**Task details**
An exact restatement of the records below is expected.

**Data supplied**

-------------------------

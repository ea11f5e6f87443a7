use thiserror::Error;

/// Ways a task submitted to a `TaskPool` can end without producing a value.
///
/// `E` is the task's own failure type; it is carried through untouched.
#[derive(Error, Debug, Clone, PartialEq, Eq)]
pub enum TaskError<E> {
  #[error("Task failed: {0}")]
  Failed(E),

  #[error("Task panicked during execution")]
  Panicked,

  #[error("Task was discarded before it produced an outcome (cleared from the queue or pool dropped)")]
  Discarded,
}

impl<E> TaskError<E> {
  /// Returns the task's own failure value, if this is a `Failed` error.
  pub fn into_failure(self) -> Option<E> {
    match self {
      TaskError::Failed(e) => Some(e),
      _ => None,
    }
  }

  pub fn is_panic(&self) -> bool {
    matches!(self, TaskError::Panicked)
  }
}
//! A Tokio-based bounded-concurrency task pool with FIFO admission,
//! throttling, start/stop control, and success/error/settled listeners.

mod batch;
mod config;
mod error;
mod handle;
mod notifier;
mod pool;
mod task;
mod task_queue;

pub use batch::batch_run;
pub use config::{PoolConfig, DEFAULT_CONCURRENCY, DEFAULT_POOL_NAME};
pub use error::TaskError;
pub use handle::TaskHandle;
pub use notifier::Subscription;
pub use pool::{TaskPool, WeakTaskPool};
pub use task::{Task, TaskFuture, TaskId, TaskOutcome};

-------------------------

**Task answer**
repository ea11f5e6f87443a7
use thiserror::Error;

/// Ways a task submitted to a `TaskPool` can end without producing a value.
///
/// `E` is the task's own failure type; it is carried through untouched.
#[derive(Error, Debug, Clone, PartialEq, Eq)]
pub enum TaskError<E> {
  #[error("Task failed: {0}")]
  Failed(E),

  #[error("Task panicked during execution")]
  Panicked,

  #[error("Task was discarded before it produced an outcome (cleared from the queue or pool dropped)")]
  Discarded,
}

impl<E> TaskError<E> {
  /// Returns the task's own failure value, if this is a `Failed` error.
  pub fn into_failure(self) -> Option<E> {
    match self {
      TaskError::Failed(e) => Some(e),
      _ => None,
    }
  }

  pub fn is_panic(&self) -> bool {
    matches!(self, TaskError::Panicked)
  }
}
//! A Tokio-based bounded-concurrency task pool with FIFO admission,
//! throttling, start/stop control, and success/error/settled listeners.

mod batch;
mod config;
mod error;
mod handle;
mod notifier;
mod pool;
mod task;
mod task_queue;

pub use batch::batch_run;
pub use config::{PoolConfig, DEFAULT_CONCURRENCY, DEFAULT_POOL_NAME};
pub use error::TaskError;
pub use handle::TaskHandle;
pub use notifier::Subscription;
pub use pool::{TaskPool, WeakTaskPool};
pub use task::{Task, TaskFuture, TaskId, TaskOutcome};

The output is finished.